INVESTIGADORES
MENACHO MÁRQUEZ Mauricio Ariel
congresos y reuniones científicas
Título:
Binding modes and anti-amyloid effects of small molecules: Advances in the design of novel compounds for neurodegenerative diseases
Autor/es:
GENTILI I; CHESTA ME; VALIENTE-GABIOUD A; FARCHI F; MAURICIO MENACHO MÁRQUEZ; CLAUDIO O. FERNÁNDEZ
Lugar:
Carlos Paz
Reunión:
Congreso; Alexander von Humboldt Kolleg Current Advances on Neurodegeneration: from Molecular Biology to Translational Medicine.; 2017
Institución organizadora:
Alexander von Humboldt Kolleg
Resumen:
Neurodegenerative diseases such as Alzheimer?s disease (AD), Parkinson?s disease (PD), and Creutzfled−Jakob?s disease (CJD) share a common pathological mechanism that involves the formation of aggregated protein species including toxic oligomers and amyloid fibrils. The aggregation of alpha-synuclein (αS) in PD and the amyloid beta peptide (Aβ) and tau protein in AD results in neuronal death and disease onset. In the case of CJD, the misfolding of the physiological prion protein (PrP) induces a chain reaction that results in accumulation of particles that elicit brain damage. Currently, there is no preventive therapy for these diseases and the available therapeutic approaches are based on the treatment of the symptoms rather than the underlying causes of the disease. Accordingly, the aggregation pathway of these proteins represents a useful target for therapeutic intervention. Therefore, understanding the mechanism of amyloid formation and its inhibition is of high clinical importance.The design of small molecules that efficiently inhibit the aggregation process and/or neutralize its associated toxicity constitutes a promising tool for the development of therapeutic strategies against these disorders.
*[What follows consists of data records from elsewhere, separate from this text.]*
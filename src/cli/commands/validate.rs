//! Validate config command implementation
//!
//! Loads the configuration file and the hierarchy catalog it points at.

use crate::adapters::hierarchy::StaticHierarchyCatalog;
use crate::config::load_config;
use crate::config::SourceKind;
use clap::Args;

/// Arguments for the validate-config command
#[derive(Args, Debug)]
pub struct ValidateArgs {}

impl ValidateArgs {
    /// Execute the validate-config command
    pub async fn execute(&self, config_path: &str) -> anyhow::Result<i32> {
        tracing::info!(config_path = %config_path, "Validating configuration");

        println!("🔍 Validating configuration file: {config_path}");
        println!();

        let config = match load_config(config_path) {
            Ok(c) => {
                println!("✅ Configuration is valid");
                c
            }
            Err(e) => {
                println!("❌ Configuration is invalid");
                println!("   Error: {e}");
                return Ok(2);
            }
        };

        let catalog = match StaticHierarchyCatalog::from_file(&config.mapping.catalog_path) {
            Ok(catalog) => {
                println!("✅ Hierarchy catalog loaded ({} nodes)", catalog.len());
                catalog
            }
            Err(e) => {
                println!("❌ Hierarchy catalog is invalid");
                println!("   Error: {e}");
                return Ok(2);
            }
        };

        println!();
        println!("Configuration Summary:");
        println!("  Log Level: {}", config.application.log_level);
        println!("  Report: {}", config.source.report_name);
        match config.source.kind {
            SourceKind::Http => println!(
                "  DK Source: http {}",
                config.source.base_url.as_deref().unwrap_or_default()
            ),
            SourceKind::Directory => println!(
                "  DK Source: directory {}",
                config.source.directory.as_deref().unwrap_or_default()
            ),
        }
        println!(
            "  Selection: report={} batch={}",
            config.source.report_selection, config.source.batch_selection
        );
        println!("  Unify: {}", config.unify.base_url);
        println!("  App Name: {}", config.unify.app_name);
        println!("  Model ID: {}", config.mapping.model_id);
        println!("  Row Dimension: {}", config.mapping.row_dimension);
        println!("  Granularity: {}", config.mapping.granularity);
        println!("  Catalog Nodes: {}", catalog.len());
        println!("  Measures: {}", config.mapping.measures.len());
        println!();
        Ok(0)
    }
}

#[cfg(test)]
mod tests {
    use super::*;
    use std::io::Write;
    use tempfile::NamedTempFile;

    #[tokio::test]
    async fn test_missing_config_file() {
        let code = ValidateArgs {}.execute("does/not/exist.toml").await.unwrap();
        assert_eq!(code, 2);
    }

    #[tokio::test]
    async fn test_missing_catalog_is_reported() {
        let mut file = NamedTempFile::new().unwrap();
        write!(
            file,
            r#"
[source]
kind = "directory"
report_name = "Coffee Sales"
directory = "/srv/dk-export"

[unify]
base_url = "https://unify.example.com/reportbuilder"
username = "migrator"
password = "hunter2"
app_name = "DKBridge"

[mapping]
granularity = "distinct"
catalog_path = "does/not/exist.toml"
"#
        )
        .unwrap();

        let code = ValidateArgs {}
            .execute(file.path().to_str().unwrap())
            .await
            .unwrap();
        assert_eq!(code, 2);
    }
}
In this work, we will show our advances on the anti-amyloid activity of a series of chemical compounds that belong to the family of porphyrinoids and their potential use as drug candidates in neurodegeneration. These tetrapyrrolic compounds modulate the amyloid assembly of αS, tau, Aβ, and the PrP in vitro, and protect cells from the toxic effects of amyloid aggregates. The structural basis for the inhibitory effect of these compounds will be discusssed together with their structure−activity relationship. Because the structural and molecular basis for the anti-amyloid effects of these molecules is starting to emerge, combined efforts from the fields of structural, cellular, and animal biology will result critical for the rational design and discovery of new drugs for the treatment of amyloid related neurological disorders.